Posted on March 11th, 2007 by grinthock.
Categories: Department of radiocommunications..

There are a few things about Mobile Antenna’s that i’ve been reading recently — to be honest there are 2 major (or maybe more) mis-nomer’s about mobile antenna use that I keep hearing

1)  No need to tune

2)  Coaxial Length matters.

 I’m going to discuss item #2 first….    According to “Firestik” a well known CB antenna manufacturer, coax length matters.  Well first, that’s why we USE Coax, is so that it doesn’t matter.  That’s the funny part, is the the entire design specs of COAXIAL cable was so that the distance didn’t matter, because the cable was not part of the radiator.

According to Firestik and many “experts” 18 Feet is ideal, you MUST have 18 feet.  Well, i’d like to address that with some math.

Let’s say for a moment you have 18 feet of coax on Chan 19 (10-4 good buddy)

With 18 Feet of coax you are getting .332 db loss, and radiating 3.705 watts…

With 8 feet (the amount you probably need) you are getting .148 db loss and radiating 3.866 watts.

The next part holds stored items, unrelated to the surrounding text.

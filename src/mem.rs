// (c) 2023 John A. Breaux
// This code is licensed under MIT license (see LICENSE for details)

//! The Mem represents the Chip-8's address space
//!
//! It's made of two disjoint windows, the interpreter window (which holds the
//! font) and the program window, plus the call stack and the [Screen].
//! A span of memory is only valid if it lies entirely inside one window.

#[cfg(test)]
mod tests;

pub mod screen;
pub use screen::Screen;

use crate::error::{Error, Result};
use owo_colors::{OwoColorize, Style};
use std::{
    fmt::{Display, Formatter},
    ops::Range,
};

type Adr = u16;

/// The interpreter window. The font lives at the bottom of it.
pub const INTERPRETER: Range<usize> = 0x000..0x200;
/// The program window. Programs are loaded at its start.
pub const PROGRAM: Range<usize> = 0x200..0x6a0;
/// Number of return addresses the call stack can hold
pub const STACK_DEPTH: usize = 16;
/// Address of the first font glyph
pub const FONT: Adr = 0x000;
/// Size of a font glyph, in bytes
pub const GLYPH_SIZE: Adr = 5;

/// Represents a named window in memory
#[derive(Clone, Copy, Debug, PartialEq, Eq, PartialOrd, Ord, Hash)]
#[cfg_attr(feature = "serde", derive(serde::Serialize, serde::Deserialize))]
pub enum Region {
    /// Interpreter memory (holds the font)
    Interpreter,
    /// Program memory
    Program,
}

impl Region {
    /// Gets the range of addresses covered by this [Region]
    /// # Examples
    /// ```rust
    /// # use chip8_vm::*;
    /// assert_eq!(0x200..0x6a0, Program.range());
    /// ```
    pub fn range(self) -> Range<usize> {
        match self {
            Region::Interpreter => INTERPRETER,
            Region::Program => PROGRAM,
        }
    }
}

impl Display for Region {
    fn fmt(&self, f: &mut Formatter<'_>) -> std::fmt::Result {
        write!(
            f,
            "{}",
            match self {
                Region::Interpreter => "Interpreter",
                Region::Program => "Program",
            }
        )
    }
}

/// A view into one window of [Mem] which implements [Display] as a hexdump
pub struct MemWindow<'a> {
    base: usize,
    mem: &'a [u8],
}

impl<'a> Display for MemWindow<'a> {
    fn fmt(&self, f: &mut Formatter<'_>) -> std::fmt::Result {
        // Green phosphor style formatting, for taste
        let term: Style = Style::new().bold().green().on_black();
        for (index, byte) in self.mem.iter().enumerate() {
            if index % 16 == 0 {
                write!(f, "{:>03x}{} ", (self.base + index).style(term), ":".style(term))?
            }
            write!(f, "{byte:02x}")?;
            write!(
                f,
                "{}",
                match index % 16 {
                    0xf => "\n",
                    0x7 => "  ",
                    _ if index % 2 == 1 => " ",
                    _ => "",
                }
            )?
        }
        Ok(())
    }
}

/// Stores the interpreter and program windows, the call stack, and the screen
#[derive(Clone, Debug, PartialEq, Eq)]
#[cfg_attr(feature = "serde", derive(serde::Serialize, serde::Deserialize))]
pub struct Mem {
    interpreter: Vec<u8>,
    program: Vec<u8>,
    stack: [Adr; STACK_DEPTH],
    screen: Screen,
}

impl Mem {
    /// Constructs a new [Mem] with the font and the provided program loaded.
    ///
    /// Returns [Error::ProgramTooLarge] if the program won't fit.
    /// # Examples
    /// ```rust
    /// # use chip8_vm::*;
    /// # fn main() -> Result<()> {
    ///     let mem = Mem::new(&[0x00, 0xe0])?;
    ///     assert_eq!(0x00e0, mem.fetch(0x200)?);
    /// #   Ok(())
    /// # }
    /// ```
    pub fn new(program: &[u8]) -> Result<Self> {
        let mut mem = Mem::default();
        mem.load_program(program)?;
        Ok(mem)
    }

    /// Zeroes the program window, loads a program into it, and reloads the font
    /// # Examples
    /// ```rust
    /// # use chip8_vm::*;
    /// let mut mem = Mem::default();
    /// // 0x4a1 bytes is one too many
    /// assert!(mem.load_program(&[0; 0x4a1]).is_err());
    /// ```
    pub fn load_program(&mut self, program: &[u8]) -> Result<&mut Self> {
        if program.len() > PROGRAM.len() {
            return Err(Error::ProgramTooLarge {
                len: program.len(),
                max: PROGRAM.len(),
            });
        }
        self.program.fill(0);
        self.program[..program.len()].copy_from_slice(program);
        self.load_charset();
        Ok(self)
    }

    /// Load the character set from src/mem/charset.bin into the interpreter window
    fn load_charset(&mut self) {
        let charset = include_bytes!("mem/charset.bin");
        let font = FONT as usize;
        self.interpreter[font..font + charset.len()].copy_from_slice(charset);
    }

    /// Reads the big-endian instruction word at `pc`.
    ///
    /// Both bytes must lie in the program window, or this returns [Error::InvalidAddress].
    pub fn fetch(&self, pc: Adr) -> Result<u16> {
        let pc = pc as usize;
        match (PROGRAM.contains(&pc), PROGRAM.contains(&(pc + 1))) {
            (true, true) => {
                let pc = pc - PROGRAM.start;
                Ok(u16::from_be_bytes([self.program[pc], self.program[pc + 1]]))
            }
            _ => Err(Error::InvalidAddress { addr: pc, len: 2 }),
        }
    }

    /// Finds the [Region] and window-relative range of the span `addr..addr+len`
    fn locate(addr: usize, len: usize) -> Option<(Region, Range<usize>)> {
        let end = addr.checked_add(len)?;
        [Region::Interpreter, Region::Program]
            .into_iter()
            .find(|region| {
                let range = region.range();
                addr >= range.start && end <= range.end
            })
            .map(|region| {
                let start = addr - region.range().start;
                (region, start..start + len)
            })
    }

    /// Copies `buf.len()` bytes starting at `addr` into `buf`.
    ///
    /// The span must lie entirely inside the interpreter window or
    /// entirely inside the program window.
    /// # Examples
    /// ```rust
    /// # use chip8_vm::*;
    /// # fn main() -> Result<()> {
    ///     let mem = Mem::default();
    ///     let mut glyph = [0; 5];
    ///     // The glyph for `0`
    ///     mem.read(0x000u16, &mut glyph)?;
    ///     assert_eq!([0xf0, 0x90, 0x90, 0x90, 0xf0], glyph);
    ///     // Spans can't straddle the two windows
    ///     assert!(mem.read(0x1ffu16, &mut [0; 2]).is_err());
    /// #   Ok(())
    /// # }
    /// ```
    pub fn read(&self, addr: impl Into<usize>, buf: &mut [u8]) -> Result<()> {
        let addr = addr.into();
        let (region, range) = Self::locate(addr, buf.len()).ok_or(Error::InvalidAddress {
            addr,
            len: buf.len(),
        })?;
        buf.copy_from_slice(&self.get_region(region)[range]);
        Ok(())
    }

    /// Copies `data` into memory starting at `addr`.
    ///
    /// Only the program window is writable.
    /// # Examples
    /// ```rust
    /// # use chip8_vm::*;
    /// # fn main() -> Result<()> {
    ///     let mut mem = Mem::default();
    ///     mem.write(0x300u16, b"ABC")?;
    ///     // The font can't be overwritten
    ///     assert!(mem.write(0x000u16, b"ABC").is_err());
    /// #   Ok(())
    /// # }
    /// ```
    pub fn write(&mut self, addr: impl Into<usize>, data: &[u8]) -> Result<()> {
        let addr = addr.into();
        match Self::locate(addr, data.len()) {
            Some((Region::Program, range)) => {
                self.program[range].copy_from_slice(data);
                Ok(())
            }
            _ => Err(Error::InvalidAddress {
                addr,
                len: data.len(),
            }),
        }
    }

    /// Writes a single byte to `addr`. See [Mem::write].
    pub fn write_u8(&mut self, addr: impl Into<usize>, value: u8) -> Result<()> {
        self.write(addr, &[value])
    }

    /// Reads the return address in stack slot `sp`
    pub fn stack_read(&self, sp: usize) -> Result<Adr> {
        self.stack
            .get(sp)
            .copied()
            .ok_or(Error::InvalidStackPointer { sp })
    }

    /// Stores a return address in stack slot `sp`.
    ///
    /// Returns [Error::StackOverflow] if the slot does not exist.
    pub fn stack_write(&mut self, sp: usize, value: Adr) -> Result<()> {
        let slot = self
            .stack
            .get_mut(sp)
            .ok_or(Error::StackOverflow { sp })?;
        *slot = value;
        Ok(())
    }

    /// Gets the [Screen]
    pub fn screen(&self) -> &Screen {
        &self.screen
    }

    /// Gets the [Screen], mutably
    pub fn screen_mut(&mut self) -> &mut Screen {
        &mut self.screen
    }

    /// Gets a slice of a named [Region] of memory
    /// # Examples
    /// ```rust
    /// # use chip8_vm::*;
    /// let mem = Mem::default();
    /// assert_eq!(0x4a0, mem.get_region(Program).len());
    /// assert_eq!(0x200, mem.get_region(Interpreter).len());
    /// ```
    pub fn get_region(&self, name: Region) -> &[u8] {
        match name {
            Region::Interpreter => &self.interpreter,
            Region::Program => &self.program,
        }
    }

    /// Creates a hexdump view of a [Region], which implements [Display]
    pub fn window(&self, name: Region) -> MemWindow {
        MemWindow {
            base: name.range().start,
            mem: self.get_region(name),
        }
    }
}

impl Default for Mem {
    /// Constructs a [Mem] with the font loaded and an empty program
    fn default() -> Self {
        let mut mem = Mem {
            interpreter: vec![0; INTERPRETER.len()],
            program: vec![0; PROGRAM.len()],
            stack: [0; STACK_DEPTH],
            screen: Screen::default(),
        };
        mem.load_charset();
        mem
    }
}

impl Display for Mem {
    fn fmt(&self, f: &mut Formatter<'_>) -> std::fmt::Result {
        for region in [Region::Interpreter, Region::Program] {
            writeln!(f, "[{region}]\n{}", self.window(region))?;
        }
        Ok(())
    }
}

 Now firestik is suggesting that by having 18 feet of coax you doing “something” that causes you to gain more than .16 watt’s because if you are not — then why do we need 18 feet again?   It can’t have something to do with match, because again, it’s coax.    Even if it did, a match of 2.0 at 8 feet still has less loss than a match of 1.0:1 at 18 feet.  So sorry firestik, the math just doesn’t work.

 The first point — no need to tune — there’s a few things that tuning will do for you…


1)  Give you a better working setup

2)  Confirm you setup…

Now item 2 — really is where it matters.  Example — if your RF ground is poor, or your cable is shot, or a connector is poor (and yes, that happens out of the box) you are bound to have all sorts of issue.  Let’s be honest, if you are using a CB then 4Watt’s is all you have, you really do need all the help you can get — for you 2M/70cm Amateurs, you know all too well, if you lose 2w on the output — who cares, you pushed 50 anyway.

So that’s it for today, go measure up your coax — and for god sakes — cut it to length, it’s better for you..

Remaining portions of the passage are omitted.